--- START ---

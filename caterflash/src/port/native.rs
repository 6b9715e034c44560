//! Native serial port implementation using the `serialport` crate.

use {
    crate::{
        error::{Error, Result},
        port::{Port, PortEnumerator, PortInfo, SerialConfig},
    },
    log::{debug, trace},
    serialport::ClearBuffer,
    std::{
        io::{Read, Write},
        time::Duration,
    },
};

/// Native serial port implementation.
pub struct NativePort {
    port: Option<Box<dyn serialport::SerialPort>>,
    name: String,
    timeout: Duration,
}

impl NativePort {
    /// Open a serial port with the given configuration (8N1, no flow control).
    pub fn open(config: &SerialConfig) -> Result<Self> {
        debug!(
            "Opening {} at {} baud",
            config.port_name, config.baud_rate
        );
        let port = serialport::new(&config.port_name, config.baud_rate)
            .timeout(config.timeout)
            .data_bits(serialport::DataBits::Eight)
            .parity(serialport::Parity::None)
            .stop_bits(serialport::StopBits::One)
            .flow_control(serialport::FlowControl::None)
            .open()?;

        Ok(Self {
            port: Some(port),
            name: config.port_name.clone(),
            timeout: config.timeout,
        })
    }

    /// Whether the port has been closed.
    pub fn is_closed(&self) -> bool {
        self.port.is_none()
    }
}

fn closed() -> std::io::Error {
    std::io::Error::new(std::io::ErrorKind::NotConnected, "port closed")
}

impl Port for NativePort {
    fn set_timeout(&mut self, timeout: Duration) -> Result<()> {
        if let Some(ref mut p) = self.port {
            p.set_timeout(timeout)?;
        }
        self.timeout = timeout;
        Ok(())
    }

    fn timeout(&self) -> Duration {
        self.timeout
    }

    fn clear_buffers(&mut self) -> Result<()> {
        if let Some(ref mut p) = self.port {
            p.clear(ClearBuffer::All)?;
        }
        Ok(())
    }

    fn name(&self) -> &str {
        &self.name
    }

    fn close(&mut self) -> Result<()> {
        if self.port.take().is_some() {
            trace!("Closed {}", self.name);
        }
        Ok(())
    }
}

impl Read for NativePort {
    fn read(&mut self, buf: &mut [u8]) -> std::io::Result<usize> {
        self.port
            .as_mut()
            .ok_or_else(closed)
            .and_then(|p| p.read(buf))
    }
}

impl Write for NativePort {
    fn write(&mut self, buf: &[u8]) -> std::io::Result<usize> {
        self.port
            .as_mut()
            .ok_or_else(closed)
            .and_then(|p| p.write(buf))
    }

    fn flush(&mut self) -> std::io::Result<()> {
        self.port
            .as_mut()
            .ok_or_else(closed)
            .and_then(std::io::Write::flush)
    }
}

/// Native port enumerator.
pub struct NativePortEnumerator;

impl PortEnumerator for NativePortEnumerator {
    fn list_ports() -> Result<Vec<PortInfo>> {
        let ports = serialport::available_ports().map_err(Error::Serial)?;

        Ok(ports
            .into_iter()
            .map(|p| match p.port_type {
                serialport::SerialPortType::UsbPort(info) => PortInfo {
                    name: p.port_name,
                    vid: Some(info.vid),
                    pid: Some(info.pid),
                    manufacturer: info.manufacturer,
                    product: info.product,
                    serial_number: info.serial_number,
                },
                _ => PortInfo {
                    name: p.port_name,
                    ..PortInfo::default()
                },
            })
            .collect())
    }
}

--- END ---

## Task description
Filter the data above down to lines with the word "struct", and copy them.

## Answer
pub struct NativePort {
pub struct NativePortEnumerator;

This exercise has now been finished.